Who could have predicted?
Anthem Blue Cross customer Alison Heath, 56, of San Francisco will get hit with a 19.7 percent increase effective May 1 - her third increase since October 2010, making for a total increase of 66 percent.
It's not that we were completely powerless to prevent this.
California could have passed AB 52, allowing the State Insurance Commissioner to regulate health insurance rates, but the legislature did not. Because insurers are pulling the strings in Sacramento.
California could have passed SB 810, bringing single-payer health care to the Golden State and excising corporate cancers on society like Anthem, but it did not. Because insurers have enough Democrats in their pocket to guarantee a majority against sanity, and Republicans are by definition insane.
And so we are left with
More than a million California small-business owners and individual policyholders face a wave of health insurance premium increases in the coming months that range from single digits to as high as 20 percent.
Perhaps the strangest thing of all is that no one seems to give a Flying F*** any more.

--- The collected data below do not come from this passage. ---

//! Vector backends
//!
//! [`SimdVector`] is the seam between the generic arithmetic in [`crate::kernels`] and the
//! hardware. A backend provides lane-wise arithmetic, a handful of fixed shuffles and the raw
//! memory primitives. Everything else is built on top of those in a precision- and
//! backend-agnostic way.
//!
//! ## Backends
//!
//! - `sse2`: `__m128`/`__m128d` registers driven by `core::arch` intrinsics. Only compiled for
//!   x86/x86_64 targets with SSE2 enabled.
//! - `portable`: plain scalar arrays. Always compiled, so it can serve as a reference for the
//!   intrinsics backend.
//!
//! Which one becomes [`Native32`]/[`Native64`] is decided by cargo features at build time.
use core::fmt::Debug;

use crate::precision::Precision;

pub mod portable;
#[cfg(all(any(target_arch = "x86", target_arch = "x86_64"), target_feature = "sse2"))]
pub mod sse2;

pub use portable::{PortableF32, PortableF64};
#[cfg(all(any(target_arch = "x86", target_arch = "x86_64"), target_feature = "sse2"))]
pub use sse2::{Sse2F32, Sse2F64};

/// Single-precision vector type selected by the build configuration.
#[cfg(all(
    feature = "sse2",
    not(feature = "portable"),
    any(target_arch = "x86", target_arch = "x86_64"),
    target_feature = "sse2"
))]
pub type Native32 = Sse2F32;
/// Double-precision vector type selected by the build configuration.
#[cfg(all(
    feature = "sse2",
    not(feature = "portable"),
    any(target_arch = "x86", target_arch = "x86_64"),
    target_feature = "sse2"
))]
pub type Native64 = Sse2F64;

/// Single-precision vector type selected by the build configuration.
#[cfg(not(all(feature = "sse2", not(feature = "portable"))))]
pub type Native32 = PortableF32;
/// Double-precision vector type selected by the build configuration.
#[cfg(not(all(feature = "sse2", not(feature = "portable"))))]
pub type Native64 = PortableF64;

/// A 128-bit register holding [`SimdVector::VL`] interleaved complex numbers.
///
/// Lane `2c` holds the real part and lane `2c + 1` the imaginary part of complex number `c`.
///
/// # Safety of the memory primitives
///
/// The `unsafe` methods take raw pointers and perform no checks. The caller guarantees that every
/// address they touch is valid for the access, and for the `*a` forms that it is aligned to
/// [`Precision::ALIGNMENTA`]. The `aligned_like` arguments are hints only and are never read.
pub trait SimdVector: Copy + Debug + Send + Sync + 'static {
    /// Scalar element type of every lane.
    type Scalar: Precision;

    /// Complex numbers per register.
    const VL: usize = <Self::Scalar as Precision>::VL;

    /// Scalars per register.
    const LANES: usize = 2 * Self::VL;

    /// Suffix appended to the names of codelets built on this backend.
    const SIMD_SUFFIX: &'static str;

    /// Every lane set to `value`.
    fn splat(value: Self::Scalar) -> Self;

    /// Reads `LANES` scalars from the front of `lanes`.
    ///
    /// # Panics
    ///
    /// Panics if `lanes.len() < Self::LANES`
    fn from_slice(lanes: &[Self::Scalar]) -> Self;

    /// Writes `LANES` scalars to the front of `out`.
    ///
    /// # Panics
    ///
    /// Panics if `out.len() < Self::LANES`
    fn write_to_slice(self, out: &mut [Self::Scalar]);

    fn add(self, rhs: Self) -> Self;
    fn sub(self, rhs: Self) -> Self;
    fn mul(self, rhs: Self) -> Self;
    fn xor(self, rhs: Self) -> Self;

    /// Interleaves the low halves: `[a0, b0, a1, b1]` (`f32`) or `[a0, b0]` (`f64`).
    fn unpack_lo(self, rhs: Self) -> Self;

    /// Interleaves the high halves: `[a2, b2, a3, b3]` (`f32`) or `[a1, b1]` (`f64`).
    fn unpack_hi(self, rhs: Self) -> Self;

    /// Exchanges the real and imaginary lane of every complex number.
    fn flip_ri(self) -> Self;

    /// Copies the real part of every complex number into both of its lanes.
    fn dup_re(self) -> Self;

    /// Copies the imaginary part of every complex number into both of its lanes.
    fn dup_im(self) -> Self;

    /// The global conjugation mask as a register.
    fn conj_mask() -> Self;

    /// Loads one contiguous register from `x`, which must be vector aligned.
    ///
    /// # Safety
    ///
    /// `x..x + LANES` must be readable and `x` aligned to 16 bytes.
    unsafe fn lda(x: *const Self::Scalar, ivs: isize, aligned_like: *const Self::Scalar) -> Self;

    /// Stores one contiguous register at `x`, which must be vector aligned.
    ///
    /// # Safety
    ///
    /// `x..x + LANES` must be writable and `x` aligned to 16 bytes.
    unsafe fn sta(x: *mut Self::Scalar, v: Self, ovs: isize, aligned_like: *const Self::Scalar);

    /// Loads complex number `c` of the register from `x + c * ivs`.
    ///
    /// # Safety
    ///
    /// Every `x + c * ivs .. x + c * ivs + 2` must be readable. Only the alignment of the scalar
    /// is required; [`crate::memory::ld`] additionally checks the codelet layout of
    /// [`Precision::ALIGNMENT`].
    unsafe fn ld(x: *const Self::Scalar, ivs: isize, aligned_like: *const Self::Scalar) -> Self;

    /// Stores complex number `c` of `v` at `x + c * ovs`. The lowest complex number is written
    /// last.
    ///
    /// # Safety
    ///
    /// Every `x + c * ovs .. x + c * ovs + 2` must be writable. Only the alignment of the scalar
    /// is required; [`crate::memory::st`] additionally checks the codelet layout of
    /// [`Precision::ALIGNMENT`].
    unsafe fn st(x: *mut Self::Scalar, v: Self, ovs: isize, aligned_like: *const Self::Scalar);

    /// Scatters four registers: lane `j` of `v[k]` goes to `x + k + j * ovs`.
    ///
    /// # Safety
    ///
    /// Every destination must be writable. For `f32` each row `x + j * ovs` is written with one
    /// aligned store and must be vector aligned.
    unsafe fn store_packed4(x: *mut Self::Scalar, v: [Self; 4], ovs: isize);
}

/// Name of the codelet `name` when compiled for the vector type `V`.
pub fn codelet_symbol<V: SimdVector>(name: &str) -> String {
    format!(
        "{}{}",
        <V::Scalar as Precision>::mangle(name),
        V::SIMD_SUFFIX
    )
}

Perhaps its despair after the enormous effort that went in to passing an unpopular and what may well turn out to be an unconstitutional set of health reforms.
Big progressive organizations like MoveOn and the Courage Campaign are out there pushing for a millionaires' tax in California, but the only group even attempting to get some kind of health insurance reform on the ballot this November is Consumer Watchdog, a small organization which is pushing for an initiative similar to AB 52. (There is no one pushing for anything to happen with single-payer health care in California in the immediate future that I'm aware of.)
But continued increases in health care costs matter far more than the details of a tax plan!
One of the key objections to Jerry Brown's original tax hike plan was that it relied too heavily on taxing ordinary folks. The compromise is better in that regard (it halves the proposed increase in the sales tax). But the fact of the matter is if health insurance costs go up by 10% instead of 3% (the approximate inflation rate), and families pay $10,000 per year for premiums, that's A $700 'tax increase' per annum that would be substantially avoidable if our legislators represented our interests, not the insurance companies. Even if the average family purchased $20,000 in items subject to sales tax (which seems absurdly high), the reduction in increase from 1/2% to 1/4% would 'save' just $50.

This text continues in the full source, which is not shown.